When the line with "number of candidate" appears below, start repeating lines exactly, and keep going through the line with "no n-gram matched."; add nothing outside that span.

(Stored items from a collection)
= Beginning of Section =
//! Sentence-level BLEU-4 with additive smoothing and a brevity penalty.
//!
//! Both texts pass through [`normalize_tokens`]. For each order `n` in
//! `1..=4` the clipped n-gram matches are divided by the number of candidate
//! n-grams (at least one). A zero precision is replaced by
//! `1 / (total + 1)` so the geometric mean stays defined. Candidates no
//! longer than the reference are discounted by `exp(1 - r / c)`.

use std::collections::HashMap;

use super::text::normalize_tokens;

/// Highest n-gram order included in the geometric mean.
pub const MAX_ORDER: usize = 4;

/// Score `generated` against `reference`.
///
/// Returns `0.0` when either text has no tokens after normalisation.
///
/// # Examples
///
/// ```
/// use note_eval::metrics::bleu::bleu;
///
/// let note = "patient denies chest pain today";
/// assert!((bleu(note, note) - 1.0).abs() < 1e-12);
/// assert_eq!(bleu("", note), 0.0);
/// ```
#[must_use]
pub fn bleu(generated: &str, reference: &str) -> f64 {
    let candidate = normalize_tokens(generated);
    let reference = normalize_tokens(reference);
    if candidate.is_empty() || reference.is_empty() {
        return 0.0;
    }

    let log_sum: f64 = (1..=MAX_ORDER)
        .map(|order| smoothed_precision(&candidate, &reference, order).ln())
        .sum();

    geometric_mean(log_sum) * brevity_penalty(candidate.len(), reference.len())
}

/// Clipped precision at `order`, smoothed when no n-gram matched.
#[expect(clippy::float_arithmetic, reason = "precision is a ratio")]
#[expect(clippy::cast_precision_loss, reason = "n-gram counts fit in f64")]
fn smoothed_precision(candidate: &[String], reference: &[String], order: usize) -> f64 {
    let candidate_counts = ngram_counts(candidate, order);
    let reference_counts = ngram_counts(reference, order);
    let matches: usize = candidate_counts
        .iter()
        .map(|(gram, &count)| count.min(reference_counts.get(gram).copied().unwrap_or(0)))
        .sum();
    let total = (candidate.len() + 1).saturating_sub(order).max(1);

    if matches == 0 {
        1.0 / (total as f64 + 1.0)
    } else {
        matches as f64 / total as f64
    }
}

/// Occurrence counts of every contiguous window of `order` tokens.
fn ngram_counts(tokens: &[String], order: usize) -> HashMap<&[String], usize> {
    let mut counts = HashMap::new();
    for window in tokens.windows(order) {
        *counts.entry(window).or_insert(0) += 1;
    }
    counts
}

#[expect(clippy::float_arithmetic, reason = "mean of log precisions")]
#[expect(clippy::cast_precision_loss, reason = "order is a small constant")]
fn geometric_mean(log_sum: f64) -> f64 {
    (log_sum / MAX_ORDER as f64).exp()
}

/// Penalty for candidates not strictly longer than the reference.
///
/// `candidate_len` must be non-zero.
#[expect(clippy::float_arithmetic, reason = "penalty is exponential in the length ratio")]
#[expect(clippy::cast_precision_loss, reason = "token counts fit in f64")]
fn brevity_penalty(candidate_len: usize, reference_len: usize) -> f64 {
    if candidate_len > reference_len {
        1.0
    } else {
        (1.0 - reference_len as f64 / candidate_len as f64).exp()
    }
}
= End of Section =
## Solution for this exercise
//! `1..=4` the clipped n-gram matches are divided by the number of candidate
//! n-grams (at least one). A zero precision is replaced by
//! `1 / (total + 1)` so the geometric mean stays defined. Candidates no
//! longer than the reference are discounted by `exp(1 - r / c)`.

use std::collections::HashMap;

use super::text::normalize_tokens;

/// Highest n-gram order included in the geometric mean.
pub const MAX_ORDER: usize = 4;

/// Score `generated` against `reference`.
///
/// Returns `0.0` when either text has no tokens after normalisation.
///
/// # Examples
///
/// ```
/// use note_eval::metrics::bleu::bleu;
///
/// let note = "patient denies chest pain today";
/// assert!((bleu(note, note) - 1.0).abs() < 1e-12);
/// assert_eq!(bleu("", note), 0.0);
/// ```
#[must_use]
pub fn bleu(generated: &str, reference: &str) -> f64 {
    let candidate = normalize_tokens(generated);
    let reference = normalize_tokens(reference);
    if candidate.is_empty() || reference.is_empty() {
        return 0.0;
    }

    let log_sum: f64 = (1..=MAX_ORDER)
        .map(|order| smoothed_precision(&candidate, &reference, order).ln())
        .sum();

    geometric_mean(log_sum) * brevity_penalty(candidate.len(), reference.len())
}

/// Clipped precision at `order`, smoothed when no n-gram matched.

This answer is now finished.